Supplied records ▸
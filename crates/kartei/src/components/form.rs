use std::collections::HashMap;

use color_eyre::Result;
use crossterm::event::{KeyCode, KeyEvent};
use customers::{validate, CustomerDraft, Field, MEMBERSHIP_TYPES};
use ratatui::{
    layout::{Constraint, Layout, Rect},
    style::{Color, Modifier, Style, Stylize},
    symbols::border,
    text::{Line, Span, Text},
    widgets::{Block, Paragraph},
};
use strum::IntoEnumIterator;
use tui_input::{backend::crossterm::EventHandler, Input};

use crate::{
    action::Action,
    components::{is_global_chord, Component},
    tui::{EventResponse, Frame},
};

fn is_text(field: Field) -> bool {
    field != Field::MembershipType
}

/// Gemeinsamer Bearbeitungskern des Anlege-Formulars und des Editors:
/// sieben Attribute, ein Fokus, Fehlermeldungen je Feld.
pub struct FieldSet {
    fields: Vec<Field>,
    inputs: HashMap<Field, Input>,
    membership: String,
    focused: usize,
    errors: HashMap<Field, String>,
}

impl FieldSet {
    pub fn new() -> Self {
        let fields: Vec<Field> = Field::iter().collect();
        let inputs = fields
            .iter()
            .filter(|f| is_text(**f))
            .map(|f| (*f, Input::default()))
            .collect();
        Self {
            fields,
            inputs,
            membership: String::new(),
            focused: 0,
            errors: HashMap::new(),
        }
    }

    pub fn with_draft(draft: &CustomerDraft) -> Self {
        let mut set = Self::new();
        for (field, input) in set.inputs.iter_mut() {
            *input = input.clone().with_value(field.get(draft).to_string());
        }
        set.membership = draft.membership_type.clone();
        set
    }

    pub fn focused_field(&self) -> Field {
        self.fields[self.focused]
    }

    pub fn focus_next(&mut self) {
        self.focused = (self.focused + 1) % self.fields.len();
    }

    pub fn focus_prev(&mut self) {
        if self.focused == 0 {
            self.focused = self.fields.len() - 1;
        } else {
            self.focused -= 1;
        }
    }

    /// Tastendruck auf das fokussierte Feld. Eine Wertänderung nimmt die
    /// Fehlermeldung genau dieses Feldes zurück.
    pub fn edit_key(&mut self, key: KeyEvent) {
        let field = self.focused_field();
        if field == Field::MembershipType {
            match key.code {
                KeyCode::Left => self.cycle_membership(-1),
                KeyCode::Right | KeyCode::Char(' ') => self.cycle_membership(1),
                _ => {}
            }
        } else if let Some(input) = self.inputs.get_mut(&field) {
            let changed = input
                .handle_event(&crossterm::event::Event::Key(key))
                .map(|change| change.value)
                .unwrap_or(false);
            if changed {
                self.errors.remove(&field);
            }
        }
    }

    fn cycle_membership(&mut self, dir: i32) {
        let next = match MEMBERSHIP_TYPES
            .iter()
            .position(|tier| *tier == self.membership)
        {
            Some(idx) => (idx as i32 + dir).rem_euclid(MEMBERSHIP_TYPES.len() as i32) as usize,
            None => 0,
        };
        self.membership = MEMBERSHIP_TYPES[next].to_string();
        self.errors.remove(&Field::MembershipType);
    }

    pub fn draft(&self) -> CustomerDraft {
        let mut draft = CustomerDraft::default();
        for (field, input) in &self.inputs {
            field.set(&mut draft, input.value().to_string());
        }
        draft.membership_type = self.membership.clone();
        draft
    }

    /// Prüft den aktuellen Stand und merkt sich die Meldungen je Feld.
    pub fn validate_and_mark(&mut self) -> bool {
        self.errors = validate::validate(&self.draft());
        self.errors.is_empty()
    }

    pub fn reset(&mut self) {
        for input in self.inputs.values_mut() {
            *input = Input::default();
        }
        self.membership.clear();
        self.errors.clear();
        self.focused = 0;
    }

    pub fn error(&self, field: Field) -> Option<&str> {
        self.errors.get(&field).map(String::as_str)
    }

    /// Zeichnet die Feldzeilen im Stil `Label: Wert`, Fehlermeldungen in Rot
    /// direkt darunter. Setzt den Cursor in das fokussierte Textfeld.
    pub fn draw_fields(&self, f: &mut Frame<'_>, area: Rect, show_cursor: bool) {
        let mut lines: Vec<Line> = Vec::new();
        let mut cursor: Option<(u16, u16)> = None;

        for (idx, field) in self.fields.iter().enumerate() {
            let focused = idx == self.focused;
            let label = format!("{}: ", field);

            let value_style = if focused {
                Style::default().fg(Color::Black).bg(Color::White)
            } else {
                Style::default().fg(Color::Cyan)
            };
            let value = if is_text(*field) {
                self.inputs[field].value().to_string()
            } else {
                self.membership.clone()
            };

            let mut spans = vec![Span::styled(
                label.clone(),
                Style::default().fg(Color::White).add_modifier(if focused {
                    Modifier::BOLD
                } else {
                    Modifier::empty()
                }),
            )];
            if *field == Field::MembershipType && value.is_empty() {
                let placeholder_style = if focused {
                    value_style
                } else {
                    Style::default().fg(Color::DarkGray)
                };
                spans.push(Span::styled("Select Membership Type", placeholder_style));
            } else {
                spans.push(Span::styled(value, value_style));
            }

            if focused && show_cursor && is_text(*field) {
                let x = (label.len() + self.inputs[field].visual_cursor()) as u16;
                cursor = Some((x.min(area.width.saturating_sub(1)), lines.len() as u16));
            }
            lines.push(Line::from(spans));

            if let Some(err) = self.errors.get(field) {
                lines.push(Line::from(Span::styled(
                    err.clone(),
                    Style::default().fg(Color::Red),
                )));
            }
            lines.push(Line::raw(""));
        }

        f.render_widget(Paragraph::new(Text::from(lines)), area);

        if let Some((x, y)) = cursor {
            if y < area.height {
                f.set_cursor_position((area.x + x, area.y + y));
            }
        }
    }
}

impl Default for FieldSet {
    fn default() -> Self {
        Self::new()
    }
}

/// Linkes Panel zum Anlegen neuer Kunden. Nach einer gültigen Eingabe leert
/// sich das Formular sofort; ob das Backend annimmt, meldet die Statuszeile.
#[derive(Default)]
pub struct CustomerForm {
    fields: FieldSet,
    focused: bool,
}

impl CustomerForm {
    pub fn new() -> Self {
        Self::default()
    }
}

impl Component for CustomerForm {
    fn height_constraint(&self) -> Constraint {
        Constraint::Fill(1)
    }

    fn set_focused(&mut self, focused: bool) {
        self.focused = focused;
    }

    fn handle_key_events(&mut self, key: KeyEvent) -> Result<Option<EventResponse<Action>>> {
        if !self.focused || is_global_chord(&key) {
            return Ok(None);
        }
        let action = match key.code {
            // Abschnittswechsel läuft über die globale Belegung
            KeyCode::Tab | KeyCode::BackTab => return Ok(None),
            KeyCode::Up => {
                self.fields.focus_prev();
                Action::Update
            }
            KeyCode::Down => {
                self.fields.focus_next();
                Action::Update
            }
            KeyCode::Enter => {
                if self.fields.validate_and_mark() {
                    let draft = self.fields.draft().trimmed();
                    self.fields.reset();
                    Action::SubmitCreate(draft)
                } else {
                    Action::Update
                }
            }
            _ => {
                self.fields.edit_key(key);
                Action::Update
            }
        };
        Ok(Some(EventResponse::Stop(action)))
    }

    fn draw(&mut self, f: &mut Frame<'_>, area: Rect) -> Result<()> {
        let title_style = if self.focused {
            Style::default().fg(Color::Blue).add_modifier(Modifier::BOLD)
        } else {
            Style::default().fg(Color::DarkGray)
        };
        let border_style = if self.focused {
            Style::default().fg(Color::Blue)
        } else {
            Style::default().fg(Color::DarkGray)
        };
        let block = Block::bordered()
            .title("Add New Customer")
            .title_style(title_style)
            .border_set(border::ROUNDED)
            .border_style(border_style);
        let inner = block.inner(area);
        f.render_widget(block, area);

        let [fields_area, hints_area] =
            Layout::vertical([Constraint::Min(0), Constraint::Length(1)]).areas(inner);
        self.fields.draw_fields(f, fields_area, self.focused);

        let hints = Line::from(vec![
            Span::styled("↑/↓", Style::default().fg(Color::White)),
            Span::raw(": Field   "),
            Span::styled("←/→", Style::default().fg(Color::White)),
            Span::raw(": Type   "),
            Span::styled("Enter", Style::default().fg(Color::White)),
            Span::raw(": Add"),
        ])
        .fg(Color::DarkGray);
        f.render_widget(Paragraph::new(hints), hints_area);
        Ok(())
    }
}

#[cfg(test)]
mod tests {
    use super::*;
    use crossterm::event::KeyModifiers;
    use customers::Customer;
    use pretty_assertions::assert_eq;

    fn key(code: KeyCode) -> KeyEvent {
        KeyEvent::new(code, KeyModifiers::empty())
    }

    fn type_text(set: &mut FieldSet, text: &str) {
        for c in text.chars() {
            set.edit_key(key(KeyCode::Char(c)));
        }
    }

    fn filled_form() -> CustomerForm {
        let mut form = CustomerForm::new();
        form.set_focused(true);
        for text in [
            " Ann ",
            "Lee",
            "ann.lee@example.com",
            "555-0101",
            "1 Main St",
            "Springfield",
        ] {
            type_text(&mut form.fields, text);
            form.fields.focus_next();
        }
        form.fields.edit_key(key(KeyCode::Right));
        form
    }

    #[test]
    fn typing_fills_the_focused_field() {
        let mut set = FieldSet::new();
        type_text(&mut set, "Ann");
        assert_eq!(set.draft().first_name, "Ann");
        set.focus_next();
        type_text(&mut set, "Lee");
        assert_eq!(set.draft().last_name, "Lee");
    }

    #[test]
    fn membership_cycles_through_the_known_tiers() {
        let mut set = FieldSet::new();
        while set.focused_field() != Field::MembershipType {
            set.focus_next();
        }
        set.edit_key(key(KeyCode::Right));
        assert_eq!(set.draft().membership_type, "Gold");
        set.edit_key(key(KeyCode::Right));
        assert_eq!(set.draft().membership_type, "Silver");
        set.edit_key(key(KeyCode::Left));
        assert_eq!(set.draft().membership_type, "Gold");
        set.edit_key(key(KeyCode::Left));
        assert_eq!(set.draft().membership_type, "Basic");
        set.edit_key(key(KeyCode::Char(' ')));
        assert_eq!(set.draft().membership_type, "Gold");
    }

    #[test]
    fn editing_a_field_clears_only_its_own_error() {
        let mut set = FieldSet::new();
        assert!(!set.validate_and_mark());
        assert!(set.error(Field::FirstName).is_some());
        assert!(set.error(Field::Email).is_some());

        type_text(&mut set, "Ann");
        assert_eq!(set.error(Field::FirstName), None);
        assert!(set.error(Field::Email).is_some());
        assert!(set.error(Field::LastName).is_some());
    }

    #[test]
    fn choosing_a_membership_clears_its_error() {
        let mut set = FieldSet::new();
        set.validate_and_mark();
        while set.focused_field() != Field::MembershipType {
            set.focus_next();
        }
        assert!(set.error(Field::MembershipType).is_some());
        set.edit_key(key(KeyCode::Right));
        assert_eq!(set.error(Field::MembershipType), None);
    }

    #[test]
    fn cursor_moves_do_not_clear_errors() {
        let mut set = FieldSet::new();
        type_text(&mut set, "Ann");
        set.validate_and_mark();
        assert!(set.error(Field::LastName).is_some());
        set.edit_key(key(KeyCode::Left));
        assert!(set.error(Field::LastName).is_some());
    }

    #[test]
    fn prefilled_set_carries_the_given_draft() {
        let customer = Customer {
            id: 9,
            first_name: "Bob".to_string(),
            last_name: "Stone".to_string(),
            email: "bob@example.com".to_string(),
            phone: "555-0102".to_string(),
            address: "2 Oak Ave".to_string(),
            city: "Shelbyville".to_string(),
            membership_type: "Silver".to_string(),
        };
        let set = FieldSet::with_draft(&CustomerDraft::from(&customer));
        assert_eq!(set.draft(), CustomerDraft::from(&customer));
    }

    #[test]
    fn submit_with_errors_keeps_values_and_marks_fields() {
        let mut form = CustomerForm::new();
        form.set_focused(true);
        type_text(&mut form.fields, "Ann");

        let response = form.handle_key_events(key(KeyCode::Enter)).unwrap();
        assert_eq!(response, Some(EventResponse::Stop(Action::Update)));
        assert_eq!(form.fields.draft().first_name, "Ann");
        assert!(form.fields.error(Field::LastName).is_some());
        assert!(form.fields.error(Field::MembershipType).is_some());
    }

    #[test]
    fn valid_submit_emits_a_trimmed_draft_and_empties_the_form() {
        let mut form = filled_form();
        let response = form.handle_key_events(key(KeyCode::Enter)).unwrap();

        let expected = CustomerDraft {
            first_name: "Ann".to_string(),
            last_name: "Lee".to_string(),
            email: "ann.lee@example.com".to_string(),
            phone: "555-0101".to_string(),
            address: "1 Main St".to_string(),
            city: "Springfield".to_string(),
            membership_type: "Gold".to_string(),
        };
        assert_eq!(
            response,
            Some(EventResponse::Stop(Action::SubmitCreate(expected)))
        );
        // sofort leer, ohne auf das Backend zu warten
        assert_eq!(form.fields.draft(), CustomerDraft::default());
        assert_eq!(form.fields.focused_field(), Field::FirstName);
    }

    #[test]
    fn unfocused_form_ignores_keys() {
        let mut form = CustomerForm::new();
        let response = form.handle_key_events(key(KeyCode::Char('a'))).unwrap();
        assert_eq!(response, None);
        assert_eq!(form.fields.draft().first_name, "");
    }

    #[test]
    fn tab_falls_through_to_the_global_bindings() {
        let mut form = CustomerForm::new();
        form.set_focused(true);
        assert_eq!(form.handle_key_events(key(KeyCode::Tab)).unwrap(), None);
        assert_eq!(form.handle_key_events(key(KeyCode::BackTab)).unwrap(), None);
    }
}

Task description ▸ Only the lines from the start of the material through the line containing "set.membership = draft.membership_type.clone();" belong in the answer, each copied exactly.

Exercise result ▸
filename crates/kartei/src/components/form.rs
use std::collections::HashMap;

use color_eyre::Result;
use crossterm::event::{KeyCode, KeyEvent};
use customers::{validate, CustomerDraft, Field, MEMBERSHIP_TYPES};
use ratatui::{
    layout::{Constraint, Layout, Rect},
    style::{Color, Modifier, Style, Stylize},
    symbols::border,
    text::{Line, Span, Text},
    widgets::{Block, Paragraph},
};
use strum::IntoEnumIterator;
use tui_input::{backend::crossterm::EventHandler, Input};

use crate::{
    action::Action,
    components::{is_global_chord, Component},
    tui::{EventResponse, Frame},
};

fn is_text(field: Field) -> bool {
    field != Field::MembershipType
}

/// Gemeinsamer Bearbeitungskern des Anlege-Formulars und des Editors:
/// sieben Attribute, ein Fokus, Fehlermeldungen je Feld.
pub struct FieldSet {
    fields: Vec<Field>,
    inputs: HashMap<Field, Input>,
    membership: String,
    focused: usize,
    errors: HashMap<Field, String>,
}

impl FieldSet {
    pub fn new() -> Self {
        let fields: Vec<Field> = Field::iter().collect();
        let inputs = fields
            .iter()
            .filter(|f| is_text(**f))
            .map(|f| (*f, Input::default()))
            .collect();
        Self {
            fields,
            inputs,
            membership: String::new(),
            focused: 0,
            errors: HashMap::new(),
        }
    }

    pub fn with_draft(draft: &CustomerDraft) -> Self {
        let mut set = Self::new();
        for (field, input) in set.inputs.iter_mut() {
            *input = input.clone().with_value(field.get(draft).to_string());
        }
        set.membership = draft.membership_type.clone();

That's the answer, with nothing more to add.